In these "urgently relevant essays,"* the National Book Award–winning author of Between the World and Me "reflects on race, Barack Obama's presidency and its jarring aftermath"*—including the election of Donald Trump.

"We were eight years in power" was the lament of Reconstruction-era black politicians as the American experiment in multiracial democracy ended with the return of white supremacist rule in the South. In this sweeping collection of new and selected essays, Ta-Nehisi Coates explores the tragic echoes of that history in our own time: the unprecedented election of a black president followed by a vicious backlash that fueled the election of the man Coates argues is America's "first white president."

But the story of these present-day eight years is not just about presidential politics. This book also examines the new voices, ideas, and movements for justice that emerged over this period—and the effects of the persistent, haunting shadow of our nation's old and unreconciled history. Coates powerfully examines the events of the Obama era from his intimate and revealing perspective—the point of view of a young writer who begins the journey in an unemployment office in Harlem and ends it in the Oval Office, interviewing a president.

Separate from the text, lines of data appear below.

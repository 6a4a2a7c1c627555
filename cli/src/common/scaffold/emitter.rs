//! # Canon Template Emitter
//!
//! File: cli/src/common/scaffold/emitter.rs
//!
//! ## Overview
//!
//! Turns a `FeatureSpec` into a test skeleton and an implementation skeleton.
//! Rendering is pure and deterministic; `write_feature` is the only step that
//! touches the disk and it checks both targets before writing either.
//!
//! ## Template variables
//!
//! | variable      | example (`login form`, component)  |
//! |---------------|------------------------------------|
//! | `name`        | `login form`                       |
//! | `kind`        | `component`                        |
//! | `pascal`      | `LoginForm`                        |
//! | `camel`       | `loginForm`                        |
//! | `kebab`       | `login-form`                       |
//! | `snake`       | `login_form`                       |
//! | `stem`        | `LoginForm`                        |
//! | `symbol`      | `LoginForm`                        |
//! | `import_path` | `../src/components/LoginForm`      |
//! | `inputs`, `outputs`, `errors` | lists of strings   |
//!
use crate::common::fs::io::{ensure_writable, write_string_to_file};
use crate::common::scaffold::kinds::FeatureKind;
use crate::core::config::Config;
use crate::core::error::{CanonError, Result};
use crate::core::templating::{render_str, resolve_template};
use heck::{ToKebabCase, ToLowerCamelCase, ToPascalCase, ToSnakeCase};
use std::path::{Component, Path, PathBuf};
use tracing::{debug, info};

/// What the user asked `canon generate` for.
#[derive(Debug, Clone, PartialEq, Eq)]
pub struct FeatureSpec {
    pub name: String,
    pub kind: FeatureKind,
    pub inputs: Vec<String>,
    pub outputs: Vec<String>,
    pub errors: Vec<String>,
}

impl FeatureSpec {
    /// A spec with no inputs, outputs or error cases.
    ///
    /// # Errors
    ///
    /// `CanonError::ArgumentParsing` when `name` has no letters or digits.
    pub fn new(name: &str, kind: FeatureKind) -> Result<Self> {
        let name = name.trim();
        if !name.chars().any(char::is_alphanumeric) {
            anyhow::bail!(CanonError::ArgumentParsing(
                "Feature name must contain at least one letter or digit.".to_string()
            ));
        }
        Ok(FeatureSpec {
            name: name.to_string(),
            kind,
            inputs: Vec::new(),
            outputs: Vec::new(),
            errors: Vec::new(),
        })
    }
}

/// Rendered files, not yet written.
#[derive(Debug, Clone, PartialEq, Eq)]
pub struct RenderedFeature {
    pub test_path: PathBuf,
    pub test: String,
    pub impl_path: PathBuf,
    pub implementation: String,
}

fn role_dir(config: &Config, root: &Path, role: &str, kind: FeatureKind) -> Result<PathBuf> {
    config
        .role_path(role)
        .map(|p| root.join(p.trim_start_matches("./").trim_end_matches('/')))
        .ok_or_else(|| {
            anyhow::anyhow!(CanonError::Config(format!(
                "No '{}' role is configured, needed to generate a {}.",
                role, kind
            )))
        })
}

/// `/`-separated relative import from `from_dir` to `target`, always starting with `.`.
fn import_path(target: &Path, from_dir: &Path) -> String {
    let relative = pathdiff::diff_paths(target, from_dir).unwrap_or_else(|| target.to_path_buf());
    let parts: Vec<String> = relative
        .components()
        .map(|c| match c {
            Component::ParentDir => "..".to_string(),
            Component::CurDir => ".".to_string(),
            other => other.as_os_str().to_string_lossy().into_owned(),
        })
        .collect();
    let joined = parts.join("/");
    if joined.starts_with('.') {
        joined
    } else {
        format!("./{}", joined)
    }
}

/// Renders both skeletons for `spec` under `root`.
pub fn render_feature(spec: &FeatureSpec, config: &Config, root: &Path) -> Result<RenderedFeature> {
    let template = spec.kind.template();
    let impl_dir = role_dir(config, root, template.role, spec.kind)?;
    let tests_dir = role_dir(config, root, "tests", spec.kind)?;

    let stem = template.file_stem(&spec.name);
    let impl_path = impl_dir.join(format!("{}.{}", stem, template.extension));
    let test_path = tests_dir.join(format!("{}.test.{}", stem, template.extension));
    debug!(
        "Planned {} '{}': {} and {}",
        spec.kind,
        spec.name,
        test_path.display(),
        impl_path.display()
    );

    let mut context = tera::Context::new();
    context.insert("name", &spec.name);
    context.insert("kind", spec.kind.as_str());
    context.insert("pascal", &spec.name.to_pascal_case());
    context.insert("camel", &spec.name.to_lower_camel_case());
    context.insert("kebab", &spec.name.to_kebab_case());
    context.insert("snake", &spec.name.to_snake_case());
    context.insert("stem", &stem);
    context.insert("symbol", &template.symbol(&spec.name));
    context.insert("import_path", &import_path(&impl_dir.join(&stem), &tests_dir));
    context.insert("inputs", &spec.inputs);
    context.insert("outputs", &spec.outputs);
    context.insert("errors", &spec.errors);

    let override_dir = config.templates.directory.as_deref();
    let (test_name, impl_name) = template.override_names();
    let test_source = resolve_template(override_dir, &test_name, template.test_template)?;
    let impl_source = resolve_template(override_dir, &impl_name, template.impl_template)?;

    Ok(RenderedFeature {
        test: render_str(&test_name, &test_source, &context)?,
        implementation: render_str(&impl_name, &impl_source, &context)?,
        test_path,
        impl_path,
    })
}

/// Writes the test file, then the implementation.
///
/// # Errors
///
/// `CanonError::AlreadyExists` if either target exists and `overwrite` is
/// false. Nothing is written in that case.
pub fn write_feature(feature: &RenderedFeature, overwrite: bool) -> Result<()> {
    ensure_writable(&feature.test_path, overwrite)?;
    ensure_writable(&feature.impl_path, overwrite)?;

    write_string_to_file(&feature.test_path, &feature.test)?;
    write_string_to_file(&feature.impl_path, &feature.implementation)?;
    info!(
        "Generated {} and {}",
        feature.test_path.display(),
        feature.impl_path.display()
    );
    Ok(())
}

We Were Eight Years in Power features Coates's iconic essays first published in The Atlantic, including "Fear of a Black President," "The Case for Reparations," and "The Black Family in the Age of Mass Incarceration," along with eight fresh essays that revisit each year of the Obama administration through Coates's own experiences, observations, and intellectual development, capped by a bracingly original assessment of the election that fully illuminated the tragedy of the Obama era. We Were Eight Years in Power is a vital account of modern America, from one of the definitive voices of this historic moment.
 
*Kirkus Reviews (starred review)

Editorial Reviews

The New York Times Book Review - Kevin Young

Eight Years could have settled for being the obligatory miscellany that too often follows a writer's masterpiece; instead, the book provides a master class on the essay form. Structured as a call and response between eight of his most significant articles and briefer, more personal essays arranged by year, Coates gives us something between a mixtape and a Künstlerroman, demonstrating how he came to dominate the nonfiction genre. Even without the framing of the lively if clipped "this is what I was doing that year" portions, we can see Coates's growing power and prowess from the progression of the pieces themselves…Coates's book brings us to a boil, then lets us simmer, and anyone who wants to know who we are—and where we are now—must sit with him for a good while. Eight Years confirms why Coates is enjoying his extended moment, while also pulling back the curtain on all the hard work that preceded and produced his success. It should inspire us as writers, and as Americans, that he urges us, in exile or online, to become better—or at least clearer on why we're not.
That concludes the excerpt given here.